Une rencontre marquante récente ? « J’ai 39 ans, et depuis le début, je pense avoir un secret que j’aimerai partager avec vous, je recrute des meilleurs que moi ! Ainsi ma rencontre marquante : c’est surement le futur collaborateur qui va me rejoindre. Je pense que ma génération et celle qui arrive continueront à surprendre par son audace et sa réactivité. Par exemple, je crois que j’adresse plus de recommandations à mes collaborateurs par la messagerie de Facebook que lors des traditionnelles réunions. Je ne sais pas si beaucoup gèrent des entreprises de 200 salariés de cette manière, mais cela marche chez nous ! Avant tout, lors des rencontres, je souhaite donner du sens au travail de mes collaborateurs. Par exemple on réfléchit aux parcours des clients, c’est plus une idée d’attitude que de service. Je pense que c’est cela qui motive, non pas le ‘il faut le faire’ mais ‘pourquoi le faire’. C’est là qu’intervient l’élément fondateur d’une rencontre : trouver le sens. Je gère un capital humain formidable : mes collaborateurs ont de l’espoir, ils sont optimistes, ils veulent agir, c’est pour cela que j’écoute attentivement puis un moment, je reviens sur ma propre expérience de gamin de 23 ans qui monte son premier restaurant, je leur explique comme c’était dur car j’étais pétri de doute et en même temps de confiance… Je crois que c’est cela, il faut garder les deux pour conduire les équipes au succès. Car ce que je souhaite au plus profond de moi : c’est les victoires de ceux qui m’entourent. Cela doit être cela : Je garde les doutes et ainsi ils prennent plus confiance en eux : je vous l’ai dit : ils sont et deviennent tous meilleurs que moi ! C’est pour cela que la rencontre qui doit être marquante est toujours celle qui vous arrive demain. »
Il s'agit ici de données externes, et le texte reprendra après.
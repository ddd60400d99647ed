mod common;

use common::CountingLoader;
use fibre_refresh::{BuildError, Registry};

#[test]
fn test_unregister_stops_future_refresh() {
  let registry = Registry::new();
  let loader = CountingLoader::new();
  let entry = loader.entry(&registry, "config");
  let other = CountingLoader::new().entry(&registry, "config");
  entry.get().unwrap();
  other.get().unwrap();

  registry.unregister(&"config", &entry);
  assert_eq!(registry.refresh(&"config"), 1);

  assert!(!entry.needs_reload(), "Unregistered entry must not be marked");
  assert!(other.needs_reload());
  assert_eq!(*entry.get().unwrap(), 0);
  assert_eq!(loader.calls(), 1);
}

#[test]
fn test_unregister_absent_entry_is_noop() {
  let registry = Registry::new();
  let entry = CountingLoader::new().entry(&registry, "a");

  registry.unregister(&"b", &entry);
  registry.unregister(&"a", &entry);
  registry.unregister(&"a", &entry);

  assert_eq!(registry.entry_count(&"a"), 0);
  assert_eq!(registry.refresh(&"a"), 0);
}

#[test]
fn test_unregister_last_entry_drops_key() {
  let registry = Registry::new();
  let first = CountingLoader::new().entry(&registry, "group");
  let second = CountingLoader::new().entry(&registry, "group");
  let other = CountingLoader::new().entry(&registry, "other");
  assert_eq!(registry.key_count(), 2);

  registry.unregister(&"group", &first);
  assert!(registry.contains_key(&"group"), "One entry is still registered");

  second.unregister();
  assert!(!registry.contains_key(&"group"));
  assert_eq!(registry.key_count(), 1);
  assert_eq!(registry.entry_count(&"other"), 1);

  // Registering again recreates the key.
  registry.register("group", &first);
  assert_eq!(registry.entry_count(&"group"), 1);
  assert!(other.get().is_ok());
}

#[test]
fn test_entry_unregister_uses_its_own_key() {
  let registry = Registry::new();
  let entry = CountingLoader::new().entry(&registry, 42u64);
  assert_eq!(entry.key(), &42);
  assert_eq!(registry.entry_count(&42), 1);

  entry.unregister();
  assert_eq!(registry.entry_count(&42), 0);
}

#[test]
fn test_remove_key_detaches_all_entries() {
  let registry = Registry::new();
  let a = CountingLoader::new().entry(&registry, "group");
  let b = CountingLoader::new().entry(&registry, "group");
  a.get().unwrap();
  b.get().unwrap();

  registry.remove_key(&"group");
  assert!(!registry.contains_key(&"group"));
  assert_eq!(registry.refresh(&"group"), 0);

  assert!(!a.needs_reload());
  assert!(!b.needs_reload());
  // Detached entries still serve their value.
  assert_eq!(*a.get().unwrap(), 0);
}

#[test]
fn test_refresh_unknown_key_is_noop() {
  let registry: Registry<String> = Registry::new();
  assert_eq!(registry.refresh(&"missing".to_string()), 0);
  assert_eq!(registry.key_count(), 0);
}

#[test]
fn test_manual_register_adds_second_key() {
  let registry = Registry::new();
  let loader = CountingLoader::new();
  let entry = loader.entry(&registry, "primary");
  entry.get().unwrap();

  registry.register("secondary", &entry);
  registry.refresh(&"secondary");

  assert_eq!(*entry.get().unwrap(), 1);
  assert_eq!(registry.key_count(), 2);
}

#[test]
fn test_dropped_entries_are_not_counted() {
  let registry = Registry::new();
  let kept = CountingLoader::new().entry(&registry, "k");
  {
    let _dropped = CountingLoader::new().entry(&registry, "k");
    assert_eq!(registry.entry_count(&"k"), 2);
  }

  assert_eq!(registry.entry_count(&"k"), 1);
  assert_eq!(registry.refresh(&"k"), 1);
  assert!(kept.needs_reload());
}

#[test]
fn test_registry_handles_share_state() {
  let registry = Registry::new();
  let handle = registry.clone();
  let entry = CountingLoader::new().entry(&registry, "k");
  entry.get().unwrap();

  handle.refresh(&"k");
  assert!(entry.needs_reload());
  assert_eq!(entry.registry().entry_count(&"k"), 1);
}

#[test]
fn test_builder_configures_registry() {
  let registry = Registry::builder().shards(16).capacity(64).build().unwrap();
  let loader = CountingLoader::new();
  let entry = loader.entry(&registry, 7u16);

  assert_eq!(*entry.get().unwrap(), 0);
  registry.refresh(&7);
  assert_eq!(*entry.get().unwrap(), 1);
}

#[test]
fn test_builder_rejects_single_shard() {
  let err = Registry::<u16>::builder().shards(1).build().unwrap_err();
  assert_eq!(err, BuildError::InvalidShardAmount(1));
  assert_eq!(
    err.to_string(),
    "shard amount must be a power of two greater than one, got 1"
  );
}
Une source d’inspiration ou modèle qui ont une influence sur votre travail ? « J’aime les maisons qui ont des histoires, une âme et une signature. Ce qui me plaît, c’est plus la notion de collection que de groupe comme modèle qui influence mon travail. Je ne centralise rien, chaque maison doit garder et renforcer sa signature. La création de cette collection a pour moi l’ambition de créer des inspirations complémentaires à fort territoire d’expression pour chaque entité. C’est un exercice compliqué mais passionnant. En quelques mots, je suis attiré par des projets que je souhaite aussi contemporain qu’international que strasbourgeois et historique. Ma ville est une capitale européenne et je suis dans le territoire du grand-est. Le Crocodile comme les autres enseignes de mes confrères, ont le potentiel pour que nous soyons une capitale gastronomique en plus d’être capitale européenne. Autre exemple au sein de CM Collection, nous possédons le restaurant le Tire-bouchon je crois que ce restaurant doit avoir la façade la plus photographiée pour les fêtes de Noël ! C’est là que je me dis que nous pouvons avoir le sentiment du travail accompli. Au moment où un de nos restaurants appartient au public ! Alors à chaque reprise d’enseigne, je suis davantage ce gamin strasbourgeois d’adoption, heureux d’avoir acquis de nouvelles institutions  comme dernièrement la Vignette à la  Roberstau que le restaurateur réfléchi, concentré, à l’amorce d’un projet passionnant. Alors mes inspirations viennent plus de ce que nous sommes capables de faire, mais pas de qui nous sommes. »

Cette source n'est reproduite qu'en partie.